── Records supplied ──
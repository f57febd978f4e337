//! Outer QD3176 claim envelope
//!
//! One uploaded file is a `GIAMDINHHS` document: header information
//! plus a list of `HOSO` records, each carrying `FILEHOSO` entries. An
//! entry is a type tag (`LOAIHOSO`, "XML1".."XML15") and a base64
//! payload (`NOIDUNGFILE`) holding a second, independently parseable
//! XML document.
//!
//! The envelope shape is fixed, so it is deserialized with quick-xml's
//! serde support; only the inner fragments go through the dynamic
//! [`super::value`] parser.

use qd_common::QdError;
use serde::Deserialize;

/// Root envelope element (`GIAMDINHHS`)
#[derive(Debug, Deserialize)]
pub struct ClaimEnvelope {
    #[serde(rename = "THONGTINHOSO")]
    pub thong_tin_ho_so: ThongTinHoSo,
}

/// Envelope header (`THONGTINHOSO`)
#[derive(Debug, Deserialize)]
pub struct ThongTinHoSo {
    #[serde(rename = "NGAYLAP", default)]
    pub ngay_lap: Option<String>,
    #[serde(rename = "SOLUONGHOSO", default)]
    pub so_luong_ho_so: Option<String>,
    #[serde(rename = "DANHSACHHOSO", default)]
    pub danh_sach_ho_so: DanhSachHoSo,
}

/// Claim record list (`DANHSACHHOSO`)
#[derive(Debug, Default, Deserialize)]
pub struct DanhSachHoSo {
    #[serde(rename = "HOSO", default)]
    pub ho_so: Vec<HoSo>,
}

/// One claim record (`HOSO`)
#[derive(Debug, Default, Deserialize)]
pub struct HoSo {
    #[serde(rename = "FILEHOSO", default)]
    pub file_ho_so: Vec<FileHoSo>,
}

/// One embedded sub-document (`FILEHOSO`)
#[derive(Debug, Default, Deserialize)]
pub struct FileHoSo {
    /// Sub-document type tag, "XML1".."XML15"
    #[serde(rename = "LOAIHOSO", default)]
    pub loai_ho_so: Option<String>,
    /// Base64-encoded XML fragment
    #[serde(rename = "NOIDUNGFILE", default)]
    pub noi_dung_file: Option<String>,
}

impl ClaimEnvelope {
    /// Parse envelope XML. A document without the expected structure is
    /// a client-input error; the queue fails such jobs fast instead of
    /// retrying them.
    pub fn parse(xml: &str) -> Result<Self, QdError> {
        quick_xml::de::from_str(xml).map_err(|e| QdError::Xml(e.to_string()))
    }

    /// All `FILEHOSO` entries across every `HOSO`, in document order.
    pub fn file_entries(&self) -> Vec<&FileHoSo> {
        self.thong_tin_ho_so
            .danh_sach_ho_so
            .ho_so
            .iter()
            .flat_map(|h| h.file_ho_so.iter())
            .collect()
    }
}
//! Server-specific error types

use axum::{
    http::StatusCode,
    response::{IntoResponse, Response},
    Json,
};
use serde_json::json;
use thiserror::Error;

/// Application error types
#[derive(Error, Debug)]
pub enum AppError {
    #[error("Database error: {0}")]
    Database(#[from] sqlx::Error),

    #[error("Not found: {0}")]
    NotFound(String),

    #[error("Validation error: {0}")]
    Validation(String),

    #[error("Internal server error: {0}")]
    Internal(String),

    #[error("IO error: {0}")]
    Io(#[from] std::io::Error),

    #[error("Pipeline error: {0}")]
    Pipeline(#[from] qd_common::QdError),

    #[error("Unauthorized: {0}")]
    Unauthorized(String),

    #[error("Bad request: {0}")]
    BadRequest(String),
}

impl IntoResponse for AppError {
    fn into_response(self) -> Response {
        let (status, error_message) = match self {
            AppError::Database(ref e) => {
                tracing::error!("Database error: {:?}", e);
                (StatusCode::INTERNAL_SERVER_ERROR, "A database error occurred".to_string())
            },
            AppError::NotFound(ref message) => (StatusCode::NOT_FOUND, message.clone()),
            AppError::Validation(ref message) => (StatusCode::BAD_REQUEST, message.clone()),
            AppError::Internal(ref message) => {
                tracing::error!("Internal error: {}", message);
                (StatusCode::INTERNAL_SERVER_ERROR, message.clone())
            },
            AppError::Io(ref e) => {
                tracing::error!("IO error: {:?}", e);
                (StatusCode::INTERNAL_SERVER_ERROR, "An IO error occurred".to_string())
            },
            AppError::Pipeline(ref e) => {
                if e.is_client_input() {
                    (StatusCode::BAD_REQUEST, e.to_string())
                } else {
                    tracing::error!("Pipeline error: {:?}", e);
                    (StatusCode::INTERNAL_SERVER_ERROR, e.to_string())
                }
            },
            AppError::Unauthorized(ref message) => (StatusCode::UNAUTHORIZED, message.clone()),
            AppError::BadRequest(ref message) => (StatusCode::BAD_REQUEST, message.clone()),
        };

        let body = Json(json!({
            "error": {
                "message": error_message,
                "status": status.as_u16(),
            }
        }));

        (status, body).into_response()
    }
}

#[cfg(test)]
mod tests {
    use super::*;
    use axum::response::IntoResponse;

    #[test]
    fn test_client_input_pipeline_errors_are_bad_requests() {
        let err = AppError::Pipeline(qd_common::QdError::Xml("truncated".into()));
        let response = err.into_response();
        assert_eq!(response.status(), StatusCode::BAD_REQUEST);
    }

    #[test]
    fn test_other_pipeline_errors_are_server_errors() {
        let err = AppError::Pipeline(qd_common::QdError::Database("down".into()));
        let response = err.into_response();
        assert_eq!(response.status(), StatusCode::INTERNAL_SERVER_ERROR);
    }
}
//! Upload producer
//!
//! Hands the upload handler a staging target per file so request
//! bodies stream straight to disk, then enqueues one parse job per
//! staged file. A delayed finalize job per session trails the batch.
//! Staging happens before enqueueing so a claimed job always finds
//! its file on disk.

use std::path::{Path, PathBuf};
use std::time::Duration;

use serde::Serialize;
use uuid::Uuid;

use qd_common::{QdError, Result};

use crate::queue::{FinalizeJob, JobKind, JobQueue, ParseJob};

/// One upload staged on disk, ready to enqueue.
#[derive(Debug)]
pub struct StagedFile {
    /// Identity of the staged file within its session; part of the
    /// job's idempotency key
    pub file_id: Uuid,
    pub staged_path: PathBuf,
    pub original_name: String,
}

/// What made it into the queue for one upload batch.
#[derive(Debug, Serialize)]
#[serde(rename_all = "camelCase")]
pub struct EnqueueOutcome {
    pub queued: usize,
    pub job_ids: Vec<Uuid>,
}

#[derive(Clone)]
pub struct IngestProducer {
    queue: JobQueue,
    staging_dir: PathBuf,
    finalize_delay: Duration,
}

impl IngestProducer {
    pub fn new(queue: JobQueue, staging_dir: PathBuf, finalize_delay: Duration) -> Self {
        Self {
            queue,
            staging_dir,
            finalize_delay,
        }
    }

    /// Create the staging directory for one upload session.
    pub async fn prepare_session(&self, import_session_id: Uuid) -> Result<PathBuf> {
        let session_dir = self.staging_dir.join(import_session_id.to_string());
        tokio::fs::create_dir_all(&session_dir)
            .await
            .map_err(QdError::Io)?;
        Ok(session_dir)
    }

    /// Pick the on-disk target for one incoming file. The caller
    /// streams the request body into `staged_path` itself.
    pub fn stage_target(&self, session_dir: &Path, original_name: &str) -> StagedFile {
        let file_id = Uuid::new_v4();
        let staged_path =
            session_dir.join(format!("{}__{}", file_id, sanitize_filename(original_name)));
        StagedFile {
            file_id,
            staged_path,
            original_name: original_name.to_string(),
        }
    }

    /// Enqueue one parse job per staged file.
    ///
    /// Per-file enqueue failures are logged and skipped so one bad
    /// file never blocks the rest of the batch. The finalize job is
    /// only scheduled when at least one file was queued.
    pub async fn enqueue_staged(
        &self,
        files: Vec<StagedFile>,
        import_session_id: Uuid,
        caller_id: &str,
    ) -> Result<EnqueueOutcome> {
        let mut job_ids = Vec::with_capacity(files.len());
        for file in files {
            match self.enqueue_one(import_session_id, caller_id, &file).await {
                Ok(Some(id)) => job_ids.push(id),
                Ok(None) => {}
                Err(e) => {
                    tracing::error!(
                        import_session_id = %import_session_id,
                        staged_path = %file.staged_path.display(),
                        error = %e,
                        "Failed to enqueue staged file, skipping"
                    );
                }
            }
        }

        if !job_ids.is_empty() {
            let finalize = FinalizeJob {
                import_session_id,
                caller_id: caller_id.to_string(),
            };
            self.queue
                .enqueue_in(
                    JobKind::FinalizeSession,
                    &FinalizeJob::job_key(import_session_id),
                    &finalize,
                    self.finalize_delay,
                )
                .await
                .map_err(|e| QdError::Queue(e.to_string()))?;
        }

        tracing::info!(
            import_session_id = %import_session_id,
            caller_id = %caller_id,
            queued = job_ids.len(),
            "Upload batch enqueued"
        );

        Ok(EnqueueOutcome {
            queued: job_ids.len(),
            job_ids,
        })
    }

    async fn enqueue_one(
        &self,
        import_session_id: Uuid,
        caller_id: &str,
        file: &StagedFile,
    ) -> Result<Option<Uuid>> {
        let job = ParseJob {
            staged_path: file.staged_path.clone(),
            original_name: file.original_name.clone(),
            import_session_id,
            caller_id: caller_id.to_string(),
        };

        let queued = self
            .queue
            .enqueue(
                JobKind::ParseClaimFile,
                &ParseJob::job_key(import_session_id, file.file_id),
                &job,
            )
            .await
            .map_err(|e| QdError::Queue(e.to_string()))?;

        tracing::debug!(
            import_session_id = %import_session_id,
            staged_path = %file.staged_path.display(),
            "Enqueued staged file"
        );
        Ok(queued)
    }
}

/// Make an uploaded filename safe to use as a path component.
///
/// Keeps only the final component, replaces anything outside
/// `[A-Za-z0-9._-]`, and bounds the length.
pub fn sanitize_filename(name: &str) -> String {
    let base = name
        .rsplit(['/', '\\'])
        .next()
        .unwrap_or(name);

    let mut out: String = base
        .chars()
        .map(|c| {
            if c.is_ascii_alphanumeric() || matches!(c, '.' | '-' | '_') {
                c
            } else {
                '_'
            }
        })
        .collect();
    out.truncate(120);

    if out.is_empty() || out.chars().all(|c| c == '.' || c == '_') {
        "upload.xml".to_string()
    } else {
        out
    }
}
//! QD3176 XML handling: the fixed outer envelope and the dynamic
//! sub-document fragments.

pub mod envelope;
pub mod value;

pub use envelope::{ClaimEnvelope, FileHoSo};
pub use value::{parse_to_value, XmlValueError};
───
── Records supplied ──
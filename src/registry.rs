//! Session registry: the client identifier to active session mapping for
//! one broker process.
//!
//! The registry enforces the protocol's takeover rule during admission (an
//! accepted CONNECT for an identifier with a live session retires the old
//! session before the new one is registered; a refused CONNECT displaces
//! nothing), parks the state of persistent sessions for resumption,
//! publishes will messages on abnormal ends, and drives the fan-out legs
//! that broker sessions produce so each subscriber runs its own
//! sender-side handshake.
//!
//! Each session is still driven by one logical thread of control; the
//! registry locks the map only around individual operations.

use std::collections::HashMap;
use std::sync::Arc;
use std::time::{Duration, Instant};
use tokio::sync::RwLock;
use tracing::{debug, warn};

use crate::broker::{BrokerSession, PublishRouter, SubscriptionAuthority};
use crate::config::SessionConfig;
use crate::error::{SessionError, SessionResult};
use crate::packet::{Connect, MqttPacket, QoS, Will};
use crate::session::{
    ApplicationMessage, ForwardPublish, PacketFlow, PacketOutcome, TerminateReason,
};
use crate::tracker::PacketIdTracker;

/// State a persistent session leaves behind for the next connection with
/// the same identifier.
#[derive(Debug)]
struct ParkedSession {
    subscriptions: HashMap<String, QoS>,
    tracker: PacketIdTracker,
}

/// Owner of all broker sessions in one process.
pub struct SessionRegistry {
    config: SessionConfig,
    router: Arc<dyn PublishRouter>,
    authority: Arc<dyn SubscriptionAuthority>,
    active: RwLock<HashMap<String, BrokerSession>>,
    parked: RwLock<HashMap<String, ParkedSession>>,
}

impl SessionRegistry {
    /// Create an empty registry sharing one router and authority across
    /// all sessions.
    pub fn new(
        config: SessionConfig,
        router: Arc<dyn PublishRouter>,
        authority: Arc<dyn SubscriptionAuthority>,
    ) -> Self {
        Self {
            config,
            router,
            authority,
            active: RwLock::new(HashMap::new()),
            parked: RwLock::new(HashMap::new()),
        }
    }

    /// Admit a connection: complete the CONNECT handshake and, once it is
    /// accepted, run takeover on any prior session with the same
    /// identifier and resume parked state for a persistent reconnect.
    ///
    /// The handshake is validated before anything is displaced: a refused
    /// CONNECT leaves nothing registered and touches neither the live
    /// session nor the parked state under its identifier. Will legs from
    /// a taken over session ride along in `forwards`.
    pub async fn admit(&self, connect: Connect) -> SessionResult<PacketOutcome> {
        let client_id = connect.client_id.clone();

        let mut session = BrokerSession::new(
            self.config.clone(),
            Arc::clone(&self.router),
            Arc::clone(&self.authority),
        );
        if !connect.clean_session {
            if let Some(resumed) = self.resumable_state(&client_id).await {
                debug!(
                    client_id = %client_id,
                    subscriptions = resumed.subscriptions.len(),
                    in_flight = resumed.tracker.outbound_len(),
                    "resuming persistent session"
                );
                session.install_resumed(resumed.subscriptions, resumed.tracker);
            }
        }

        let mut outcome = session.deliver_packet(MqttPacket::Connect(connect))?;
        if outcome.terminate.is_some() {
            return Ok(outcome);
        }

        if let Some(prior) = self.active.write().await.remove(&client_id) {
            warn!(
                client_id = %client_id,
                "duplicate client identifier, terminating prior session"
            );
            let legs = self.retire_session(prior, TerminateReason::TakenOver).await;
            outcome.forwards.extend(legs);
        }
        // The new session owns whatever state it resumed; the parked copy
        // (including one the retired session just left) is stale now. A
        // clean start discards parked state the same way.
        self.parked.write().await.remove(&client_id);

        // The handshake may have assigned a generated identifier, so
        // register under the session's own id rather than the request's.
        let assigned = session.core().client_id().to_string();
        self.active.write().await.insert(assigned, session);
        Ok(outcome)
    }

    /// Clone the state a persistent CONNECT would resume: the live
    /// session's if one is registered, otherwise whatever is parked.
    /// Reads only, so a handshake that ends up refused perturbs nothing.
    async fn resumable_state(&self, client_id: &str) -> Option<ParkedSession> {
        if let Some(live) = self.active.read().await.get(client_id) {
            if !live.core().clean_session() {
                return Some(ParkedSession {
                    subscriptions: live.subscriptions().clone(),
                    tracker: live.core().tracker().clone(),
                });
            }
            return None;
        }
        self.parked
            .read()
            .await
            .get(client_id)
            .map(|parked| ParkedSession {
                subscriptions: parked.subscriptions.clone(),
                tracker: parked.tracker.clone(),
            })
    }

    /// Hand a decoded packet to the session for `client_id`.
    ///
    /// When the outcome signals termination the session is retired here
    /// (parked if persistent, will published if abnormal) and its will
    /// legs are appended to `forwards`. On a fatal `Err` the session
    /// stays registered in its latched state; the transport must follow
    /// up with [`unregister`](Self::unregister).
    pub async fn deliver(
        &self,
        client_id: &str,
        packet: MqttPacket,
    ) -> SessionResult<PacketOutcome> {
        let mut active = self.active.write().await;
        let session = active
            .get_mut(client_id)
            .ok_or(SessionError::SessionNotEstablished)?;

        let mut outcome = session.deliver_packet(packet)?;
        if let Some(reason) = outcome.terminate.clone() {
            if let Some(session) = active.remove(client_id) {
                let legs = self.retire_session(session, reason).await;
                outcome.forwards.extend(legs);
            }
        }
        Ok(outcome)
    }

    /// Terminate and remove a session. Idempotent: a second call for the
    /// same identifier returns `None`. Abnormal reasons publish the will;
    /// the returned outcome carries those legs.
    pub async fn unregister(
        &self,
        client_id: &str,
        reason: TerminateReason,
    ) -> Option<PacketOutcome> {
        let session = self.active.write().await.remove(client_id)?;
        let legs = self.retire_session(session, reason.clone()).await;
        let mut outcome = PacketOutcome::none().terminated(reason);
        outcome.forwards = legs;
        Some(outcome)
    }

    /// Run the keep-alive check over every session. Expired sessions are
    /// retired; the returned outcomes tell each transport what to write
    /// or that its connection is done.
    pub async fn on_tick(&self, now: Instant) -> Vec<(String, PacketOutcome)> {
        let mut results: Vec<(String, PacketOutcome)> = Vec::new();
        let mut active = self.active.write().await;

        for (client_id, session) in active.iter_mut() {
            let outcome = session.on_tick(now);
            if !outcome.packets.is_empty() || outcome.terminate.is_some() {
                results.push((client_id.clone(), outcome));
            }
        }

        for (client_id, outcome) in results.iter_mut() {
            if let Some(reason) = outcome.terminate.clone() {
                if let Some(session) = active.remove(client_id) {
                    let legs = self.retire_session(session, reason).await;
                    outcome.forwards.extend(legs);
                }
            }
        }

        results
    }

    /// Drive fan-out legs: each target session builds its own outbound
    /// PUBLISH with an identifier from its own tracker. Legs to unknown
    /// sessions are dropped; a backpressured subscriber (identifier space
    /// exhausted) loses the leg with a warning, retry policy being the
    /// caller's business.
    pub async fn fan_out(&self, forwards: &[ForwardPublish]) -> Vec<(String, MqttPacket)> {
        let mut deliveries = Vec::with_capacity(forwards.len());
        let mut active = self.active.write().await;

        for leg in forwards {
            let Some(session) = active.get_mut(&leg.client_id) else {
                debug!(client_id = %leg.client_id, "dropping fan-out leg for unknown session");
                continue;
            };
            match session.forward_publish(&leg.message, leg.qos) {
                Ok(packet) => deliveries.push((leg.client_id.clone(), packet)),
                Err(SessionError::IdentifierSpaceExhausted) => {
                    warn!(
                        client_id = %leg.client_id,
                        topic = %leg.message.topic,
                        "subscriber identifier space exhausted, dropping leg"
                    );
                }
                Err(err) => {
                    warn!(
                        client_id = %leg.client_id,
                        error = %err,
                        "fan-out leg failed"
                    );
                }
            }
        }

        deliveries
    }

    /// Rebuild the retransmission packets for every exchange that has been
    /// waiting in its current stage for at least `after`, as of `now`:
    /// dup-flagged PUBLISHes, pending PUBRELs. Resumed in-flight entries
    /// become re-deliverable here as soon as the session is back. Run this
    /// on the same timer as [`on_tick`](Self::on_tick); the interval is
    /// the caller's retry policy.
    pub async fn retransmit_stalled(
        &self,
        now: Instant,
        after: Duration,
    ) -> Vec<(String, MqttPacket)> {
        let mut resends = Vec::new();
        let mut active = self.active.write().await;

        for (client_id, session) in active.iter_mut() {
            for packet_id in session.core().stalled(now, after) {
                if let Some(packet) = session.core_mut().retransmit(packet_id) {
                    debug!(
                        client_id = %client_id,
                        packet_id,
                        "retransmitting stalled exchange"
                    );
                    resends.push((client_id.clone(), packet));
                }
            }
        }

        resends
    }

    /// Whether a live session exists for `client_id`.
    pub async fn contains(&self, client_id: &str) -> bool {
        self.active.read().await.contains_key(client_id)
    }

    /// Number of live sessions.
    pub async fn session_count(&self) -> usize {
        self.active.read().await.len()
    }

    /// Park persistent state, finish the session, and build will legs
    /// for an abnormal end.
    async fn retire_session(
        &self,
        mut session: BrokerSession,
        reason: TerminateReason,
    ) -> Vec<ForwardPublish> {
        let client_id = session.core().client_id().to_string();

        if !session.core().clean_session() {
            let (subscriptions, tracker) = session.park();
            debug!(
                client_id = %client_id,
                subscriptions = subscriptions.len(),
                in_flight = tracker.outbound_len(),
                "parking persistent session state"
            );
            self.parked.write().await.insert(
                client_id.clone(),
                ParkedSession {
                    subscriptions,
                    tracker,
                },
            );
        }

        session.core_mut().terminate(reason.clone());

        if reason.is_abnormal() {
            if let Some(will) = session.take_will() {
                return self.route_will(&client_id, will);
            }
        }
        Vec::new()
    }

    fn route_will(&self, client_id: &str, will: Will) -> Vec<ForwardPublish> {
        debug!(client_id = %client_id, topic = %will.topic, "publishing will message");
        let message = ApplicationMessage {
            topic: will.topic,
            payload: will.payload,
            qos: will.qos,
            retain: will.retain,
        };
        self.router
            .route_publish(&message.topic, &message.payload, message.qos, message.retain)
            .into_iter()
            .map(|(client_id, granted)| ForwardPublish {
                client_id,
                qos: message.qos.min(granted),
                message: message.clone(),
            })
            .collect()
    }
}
───
| What is required |
Only the lines above starting at the line that holds "and, once it is" and ending at the line that holds "generated identifier, so" are to be repeated, exactly and in full.

| Response |
    /// Admit a connection: complete the CONNECT handshake and, once it is
    /// accepted, run takeover on any prior session with the same
    /// identifier and resume parked state for a persistent reconnect.
    ///
    /// The handshake is validated before anything is displaced: a refused
    /// CONNECT leaves nothing registered and touches neither the live
    /// session nor the parked state under its identifier. Will legs from
    /// a taken over session ride along in `forwards`.
    pub async fn admit(&self, connect: Connect) -> SessionResult<PacketOutcome> {
        let client_id = connect.client_id.clone();

        let mut session = BrokerSession::new(
            self.config.clone(),
            Arc::clone(&self.router),
            Arc::clone(&self.authority),
        );
        if !connect.clean_session {
            if let Some(resumed) = self.resumable_state(&client_id).await {
                debug!(
                    client_id = %client_id,
                    subscriptions = resumed.subscriptions.len(),
                    in_flight = resumed.tracker.outbound_len(),
                    "resuming persistent session"
                );
                session.install_resumed(resumed.subscriptions, resumed.tracker);
            }
        }

        let mut outcome = session.deliver_packet(MqttPacket::Connect(connect))?;
        if outcome.terminate.is_some() {
            return Ok(outcome);
        }

        if let Some(prior) = self.active.write().await.remove(&client_id) {
            warn!(
                client_id = %client_id,
                "duplicate client identifier, terminating prior session"
            );
            let legs = self.retire_session(prior, TerminateReason::TakenOver).await;
            outcome.forwards.extend(legs);
        }
        // The new session owns whatever state it resumed; the parked copy
        // (including one the retired session just left) is stale now. A
        // clean start discards parked state the same way.
        self.parked.write().await.remove(&client_id);

        // The handshake may have assigned a generated identifier, so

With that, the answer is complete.